The growth of these digital lending platforms have enabled access to credit to many low income Ugandans who would have experienced great difficulties in accessing credit from traditional lenders directly. Uganda’s Mokash registered savings of about 4 billion Uganda shillings while disbursing about 2 billion in loans in the first three months of operation. The rapid uptake demonstrates Uganda’s adaptability to new technologies

FinTech Innovators and Bank of Uganda

Prior to the National Payments Systems Act, the Central Bank of Uganda – Bank of Uganda had no supervisory powers on FinTech innovators. This was primarily because there was no regulations governing digital payments. There was need to define the relationship between industry players and regulators, but be as it may, these innovators would never test the capacity of their innovations before they are rolled out to consumers.

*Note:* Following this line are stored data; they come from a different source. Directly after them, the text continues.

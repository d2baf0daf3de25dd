//! # API crate: REST client for the tutoring marketplace backend
//!
//! Everything the frontend knows about the backend lives here: the wire
//! models, the [`Backend`] trait listing every endpoint, and [`ApiClient`], the
//! `reqwest` implementation the web app uses.
//!
//! ## Modules
//!
//! | Module | Purpose |
//! |--------|---------|
//! | [`backend`] | The [`Backend`] trait, one method per endpoint |
//! | [`client`] | [`ApiClient`]: base URL handling, bearer headers, status checks |
//! | [`error`] | [`ApiError`]: non-success statuses and transport failures |
//! | [`models`] | Announcements, users, pages, request bodies |
//!
//! The backend is the authority for validation and permissions. The client
//! never retries, and it never parses error bodies.

pub mod backend;
pub mod client;
pub mod error;
pub mod models;

pub use backend::Backend;
pub use client::ApiClient;
pub use error::ApiError;
pub use models::{
    Announcement, AnnouncementDraft, Author, Credentials, LoginResponse, Page, ProfileUpdate,
    Registration, SearchFilter, Subject, UserInfo,
};

pub use rust_decimal::Decimal;
//! Client configuration compiled into the binary.

use store::ClientConfig;

const EMBEDDED: &str = include_str!("../tutoring.toml");

/// Build-time override for `api.base_url`.
const API_URL_OVERRIDE: Option<&str> = option_env!("TUTORING_API_URL");

pub fn load() -> ClientConfig {
    resolve(EMBEDDED, API_URL_OVERRIDE)
}

fn resolve(text: &str, base_url: Option<&str>) -> ClientConfig {
    let mut config = ClientConfig::from_toml(text).unwrap_or_else(|e| {
        tracing::warn!(error = %e, file = ClientConfig::filename(), "invalid config, using defaults");
        ClientConfig::default()
    });
    if let Some(url) = base_url.map(str::trim).filter(|url| !url.is_empty()) {
        config.api.base_url = url.to_string();
    }
    tracing::debug!(base_url = %config.api.base_url, "client configured");
    config
}
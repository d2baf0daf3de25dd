//! Registration page view.

use dioxus::prelude::*;
use ui::components::Notice;
use ui::forms::{FormPhase, RegisterForm};
use ui::{show_flash, use_api, use_flash, Flash};

use crate::Route;

/// Register page component.
#[component]
pub fn Register() -> Element {
    let api = use_api();
    let nav = use_navigator();
    let mut flash = use_flash();
    let mut form = use_signal(RegisterForm::default);
    let mut phase = use_signal(FormPhase::default);

    let handle_register = move |evt: FormEvent| {
        evt.prevent_default();
        if phase.peek().is_submitting() {
            return;
        }
        let api = api.clone();
        let current = form();
        phase.set(FormPhase::Submitting);
        spawn(async move {
            let result = current.submit(&api).await;
            phase.set(FormPhase::settle(&result));
            if result.is_ok() {
                show_flash(&mut flash, Flash::success("Registration successful!"));
                nav.push(Route::Login {});
            }
        });
    };

    rsx! {
        div {
            class: "form-page",
            h1 { "Create account" }

            form {
                class: "form",
                onsubmit: handle_register,

                if let Some(err) = phase().error() {
                    Notice { message: err.to_string() }
                }

                input {
                    class: "input",
                    r#type: "text",
                    placeholder: "Username",
                    value: form().username,
                    oninput: move |evt: FormEvent| form.write().username = evt.value(),
                }
                input {
                    class: "input",
                    r#type: "email",
                    placeholder: "Email",
                    value: form().email,
                    oninput: move |evt: FormEvent| form.write().email = evt.value(),
                }
                input {
                    class: "input",
                    r#type: "password",
                    placeholder: "Password",
                    autocomplete: "new-password",
                    value: form().password,
                    oninput: move |evt: FormEvent| form.write().password = evt.value(),
                }
                input {
                    class: "input",
                    r#type: "password",
                    placeholder: "Confirm password",
                    autocomplete: "new-password",
                    value: form().confirm_password,
                    oninput: move |evt: FormEvent| form.write().confirm_password = evt.value(),
                }
                input {
                    class: "input",
                    r#type: "text",
                    placeholder: "First name",
                    value: form().first_name,
                    oninput: move |evt: FormEvent| form.write().first_name = evt.value(),
                }
                input {
                    class: "input",
                    r#type: "text",
                    placeholder: "Last name",
                    value: form().last_name,
                    oninput: move |evt: FormEvent| form.write().last_name = evt.value(),
                }
                input {
                    class: "input",
                    r#type: "tel",
                    placeholder: "Phone number",
                    value: form().phone,
                    oninput: move |evt: FormEvent| form.write().phone = evt.value(),
                }
                label {
                    class: "checkbox",
                    input {
                        r#type: "checkbox",
                        checked: form().privacy_accepted,
                        onchange: move |evt: FormEvent| form.write().privacy_accepted = evt.checked(),
                    }
                    span { "I accept the privacy policy" }
                }
                button {
                    class: "btn btn-primary",
                    r#type: "submit",
                    disabled: phase().is_submitting(),
                    if phase().is_submitting() { "Registering..." } else { "Register" }
                }
            }

            p {
                class: "form-footer",
                "Already registered? "
                Link { to: Route::Login {}, "Log in" }
            }
        }
    }
}
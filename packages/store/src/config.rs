//! # Client configuration: `tutoring.toml`
//!
//! Defines the TOML file compiled into the web client (filename:
//! [`ClientConfig::filename`] = `"tutoring.toml"`). It tells the client where the
//! REST backend lives and how permissive the announcement edit form is.
//!
//! ## Structure
//!
//! ```toml
//! [api]
//! base_url = "http://localhost:8000/api"
//!
//! [forms]
//! edit_subject = "free"   # "restricted" limits edits to the six listed subjects
//!
//! [listing]
//! currency = "zł/h"
//! ```
//!
//! ## Types
//!
//! | Struct | Purpose |
//! |--------|---------|
//! | [`ClientConfig`] | Top-level config. Builder helpers (`new`, `with_edit_subject`), TOML (de)serialisation, the canonical filename. |
//! | [`ApiConfig`] | Backend base URL, default `http://localhost:8000/api`. |
//! | [`FormsConfig`] | [`SubjectPolicy`] applied by the edit form, default [`SubjectPolicy::Free`]. |
//! | [`ListingConfig`] | Display suffix printed after hourly rates. |
//!
//! All structs implement `Default`, so a missing or empty file is the default
//! configuration.

use serde::{Deserialize, Serialize};

pub const DEFAULT_API_BASE_URL: &str = "http://localhost:8000/api";

/// Top-level configuration stored in `tutoring.toml`.
#[derive(Clone, Debug, Default, PartialEq, Serialize, Deserialize)]
pub struct ClientConfig {
    #[serde(default)]
    pub api: ApiConfig,
    #[serde(default)]
    pub forms: FormsConfig,
    #[serde(default)]
    pub listing: ListingConfig,
}

/// Backend connection settings.
#[derive(Clone, Debug, PartialEq, Serialize, Deserialize)]
pub struct ApiConfig {
    /// Base URL every endpoint path is appended to. A trailing slash is ignored.
    #[serde(default = "default_base_url")]
    pub base_url: String,
}

fn default_base_url() -> String {
    DEFAULT_API_BASE_URL.to_string()
}

impl Default for ApiConfig {
    fn default() -> Self {
        Self {
            base_url: default_base_url(),
        }
    }
}

/// Which subjects the edit form accepts.
#[derive(Clone, Copy, Debug, Default, PartialEq, Eq, Serialize, Deserialize)]
#[serde(rename_all = "lowercase")]
pub enum SubjectPolicy {
    /// Only the six listed subjects, chosen from a select.
    Restricted,
    /// Any non-empty text.
    #[default]
    Free,
}

#[derive(Clone, Debug, Default, PartialEq, Serialize, Deserialize)]
pub struct FormsConfig {
    #[serde(default)]
    pub edit_subject: SubjectPolicy,
}

#[derive(Clone, Debug, PartialEq, Serialize, Deserialize)]
pub struct ListingConfig {
    /// Suffix rendered after an hourly rate.
    #[serde(default = "default_currency")]
    pub currency: String,
}

fn default_currency() -> String {
    "zł/h".to_string()
}

impl Default for ListingConfig {
    fn default() -> Self {
        Self {
            currency: default_currency(),
        }
    }
}

impl ClientConfig {
    /// Create a config pointing at the given backend.
    pub fn new(base_url: impl Into<String>) -> Self {
        Self {
            api: ApiConfig {
                base_url: base_url.into(),
            },
            ..Self::default()
        }
    }

    /// Builder method to set the edit form's subject policy.
    pub fn with_edit_subject(mut self, policy: SubjectPolicy) -> Self {
        self.forms.edit_subject = policy;
        self
    }

    /// The well-known filename for the config file.
    pub fn filename() -> &'static str {
        "tutoring.toml"
    }

    /// Parse from TOML string.
    pub fn from_toml(s: &str) -> Result<Self, toml::de::Error> {
        toml::from_str(s)
    }

    /// Serialize to TOML string.
    pub fn to_toml(&self) -> Result<String, toml::ser::Error> {
        toml::to_string_pretty(self)
    }
}
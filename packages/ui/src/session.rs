//! Session context and hooks for the UI.
//!
//! [`Session`] is the one place views read tokens from and the only writer of
//! the session store. It wraps a signal, so every view re-renders when the
//! visitor logs in or out.

use api::{Backend, UserInfo};
use dioxus::prelude::*;
use store::{KeyValueStore, SessionStore, Tokens};

use crate::context::use_api;
use crate::storage::session_store;
use crate::Icon;
use crate::icons::FaRightFromBracket;

/// What the UI knows about the current visitor.
#[derive(Debug, Clone, Default, PartialEq)]
pub struct SessionState {
    pub tokens: Option<Tokens>,
    /// Filled in by `/user/me/`; `None` until that lookup succeeds.
    pub user: Option<UserInfo>,
    /// Staff flag remembered in session storage, used until `user` is known.
    pub is_staff: bool,
    /// A `/user/me/` lookup is in flight.
    pub loading: bool,
}

impl SessionState {
    /// State as persisted in the session store.
    pub fn restore<S: KeyValueStore>(store: &SessionStore<S>) -> Self {
        let tokens = store.tokens();
        Self {
            loading: tokens.is_some(),
            is_staff: tokens.is_some() && store.is_staff(),
            tokens,
            user: None,
        }
    }

    pub fn is_logged_in(&self) -> bool {
        self.tokens.is_some()
    }

    pub fn access_token(&self) -> Option<&str> {
        self.tokens.as_ref().map(|t| t.access.as_str())
    }

    /// The authenticated user, if both a token and the account are known.
    pub fn viewer(&self) -> Option<&UserInfo> {
        self.tokens.as_ref().and(self.user.as_ref())
    }

    pub fn is_admin(&self) -> bool {
        self.is_logged_in() && self.user.as_ref().map_or(self.is_staff, |u| u.is_staff)
    }

    /// Admin-only navigation waits until `/user/me/` has answered.
    pub fn shows_admin_link(&self) -> bool {
        !self.loading && self.is_admin()
    }

    /// The `/user/me/` lookup failed. A rejected token also drops the
    /// remembered staff flag.
    pub fn lookup_failed(&mut self, token_rejected: bool) {
        self.loading = false;
        if token_rejected {
            self.is_staff = false;
        }
    }
}

/// Handle to the session context. Cheap to copy into event handlers.
#[derive(Clone, Copy, PartialEq)]
pub struct Session {
    state: Signal<SessionState>,
}

impl Session {
    pub fn tokens(&self) -> Option<Tokens> {
        self.state.read().tokens.clone()
    }

    pub fn access_token(&self) -> Option<String> {
        self.state.read().access_token().map(str::to_string)
    }

    pub fn user(&self) -> Option<UserInfo> {
        self.state.read().viewer().cloned()
    }

    pub fn is_logged_in(&self) -> bool {
        self.state.read().is_logged_in()
    }

    pub fn shows_admin_link(&self) -> bool {
        self.state.read().shows_admin_link()
    }

    /// Persist new tokens and, when known, the account they belong to.
    pub fn login(&self, tokens: Tokens, user: Option<UserInfo>) {
        let store = session_store();
        store.login(&tokens);
        let is_staff = user.as_ref().is_some_and(|u| u.is_staff);
        store.set_staff(is_staff);

        let mut state = self.state;
        state.set(SessionState {
            tokens: Some(tokens),
            user,
            is_staff,
            loading: false,
        });
    }

    /// Record the account behind the current tokens.
    pub fn set_user(&self, user: UserInfo) {
        session_store().set_staff(user.is_staff);
        let mut state = self.state;
        let mut current = state.write();
        current.is_staff = user.is_staff;
        current.user = Some(user);
        current.loading = false;
    }

    /// Forget tokens and staff flag, then reload on the login page so no
    /// in-memory state survives.
    pub fn logout(&self) {
        session_store().logout();
        let mut state = self.state;
        state.set(SessionState::default());
        tracing::info!("logged out");
        hard_redirect("/login");
    }

    fn lookup_failed(&self, token_rejected: bool) {
        if token_rejected {
            session_store().set_staff(false);
        }
        let mut state = self.state;
        state.write().lookup_failed(token_rejected);
    }
}

/// Get the session context.
pub fn use_session() -> Session {
    use_context::<Session>()
}

/// Full page navigation, discarding all in-memory state.
pub fn hard_redirect(path: &str) {
    #[cfg(target_arch = "wasm32")]
    {
        if let Some(window) = web_sys::window() {
            let _ = window.location().set_href(path);
        }
    }
    #[cfg(not(target_arch = "wasm32"))]
    {
        tracing::debug!(path, "full navigation requested outside the browser");
    }
}

/// Provider component that manages the session.
/// Wrap your app with this component, inside a [`crate::ClientProvider`].
#[component]
pub fn SessionProvider(children: Element) -> Element {
    let api = use_api();
    let state = use_signal(|| SessionState::restore(&session_store()));
    let session = use_context_provider(|| Session { state });

    // Learn who the stored token belongs to, once, on mount
    let _ = use_resource(move || {
        let api = api.clone();
        async move {
            let Some(token) = state.peek().access_token().map(str::to_string) else {
                return;
            };
            match api.current_user(&token).await {
                Ok(user) => session.set_user(user),
                Err(e) => {
                    tracing::warn!(error = %e, "could not load the current user");
                    session.lookup_failed(e.is_auth_failure());
                }
            }
        }
    });

    rsx! {
        {children}
    }
}

/// Button that logs the visitor out.
#[component]
pub fn LogoutButton(
    #[props(default = "Logout".to_string())] label: String,
    #[props(default = "".to_string())] class: String,
) -> Element {
    let session = use_session();

    rsx! {
        button {
            class: "{class}",
            title: "{label}",
            onclick: move |_| session.logout(),
            Icon { icon: FaRightFromBracket, width: 16, height: 16 }
            span { "{label}" }
        }
    }
}
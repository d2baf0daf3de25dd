//! Shared session-store constructor for all platforms.
//!
//! Returns a [`store::SessionStore`] backed by the appropriate
//! [`store::KeyValueStore`]:
//! - **Web** (WASM + `web` feature): the tab's `sessionStorage` via [`store::BrowserStore`]
//! - **Native** (tests, tooling): one process-wide [`store::MemoryStore`]

#[cfg(not(all(target_arch = "wasm32", feature = "web")))]
use std::sync::OnceLock;

/// Create a platform-appropriate session store.
///
/// Every call sees the same underlying values, so views may construct one
/// whenever they need it.
pub fn session_store() -> store::SessionStore<impl store::KeyValueStore> {
    #[cfg(all(target_arch = "wasm32", feature = "web"))]
    {
        store::SessionStore::new(store::BrowserStore::new())
    }
    #[cfg(not(all(target_arch = "wasm32", feature = "web")))]
    {
        static FALLBACK: OnceLock<store::MemoryStore> = OnceLock::new();
        store::SessionStore::new(FALLBACK.get_or_init(store::MemoryStore::new).clone())
    }
}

The National Payment Systems Act has provided for sandboxes. A sandbox, according to Section 2 of the National Payment Systems Act refers to a temporary experiment of innovative financial products, services, business models or delivery mechanisms in the payment system ecosystem.

Section 16 (1) gives the central bank power to establish a regulatory sandbox framework for purposes of governing the manner in which a person may obtain limited access to the payment ecosystem to test innovative financial products without obtaining a licence. The application is made to Bank of Uganda. This will see Bank of Uganda regulate digital products from the start.


Also Read: Regulation of Fintechs in Uganda: Lessons for the Bank of Uganda


This convenience of FinTech products comes with a heavy responsibility of Data protection and Privacy on FinTech companies. Recently, Brazil’s Central Bank suspended WhatsApp payments to evaluate the country’s payment system and to determine whether the payment systems meet data privacy regulations. The National Payment Systems Act has no express provisions on customer data protection, but the protection could be inferred from the Data Protection and privacy Act, 2019.

Telecommunication companies in Uganda have no good history of data protection. Recently, the High Court in Uganda awarded MTN’s customer 10 million shillings after the company released confidential information on him, acting on a fake court order. Court held that: telecommunication companies hold customers’ data in trust and confidence and therefore must never be released unless there is a lawful court order.

Kenya has not been any different. The Court of Appeal allowed the Communications Authority of Kenya to install a Mobile Management System (DMS) in telecommunication companies’ systems, the effect of this on data protection can only be assumed.

Section 68 of the National Payment Systems Act compels payment service providers or a payment system operator to maintain a primary data center in relation to payment systems in Uganda. The law doesn’t specify for how long.

But FinTech regulation is moving in the right direction towards paperless money. Entebbe Zoo recently announced that it would only receive payments through electronic means. It is high time other sectors picked up so as to enable the country move closer to eliminating notes and coins.

FinTech growth might see greater appreciation of virtual currencies like Bitcoin and Facebook’s Libra though these have attracted strong criticisms from central banks, although it is anticipated that central banks will begin to take the creation of closed loop.

Tunisia has issued eDinar as the Government issued Digital Currency. We look forward to the future with great optimism.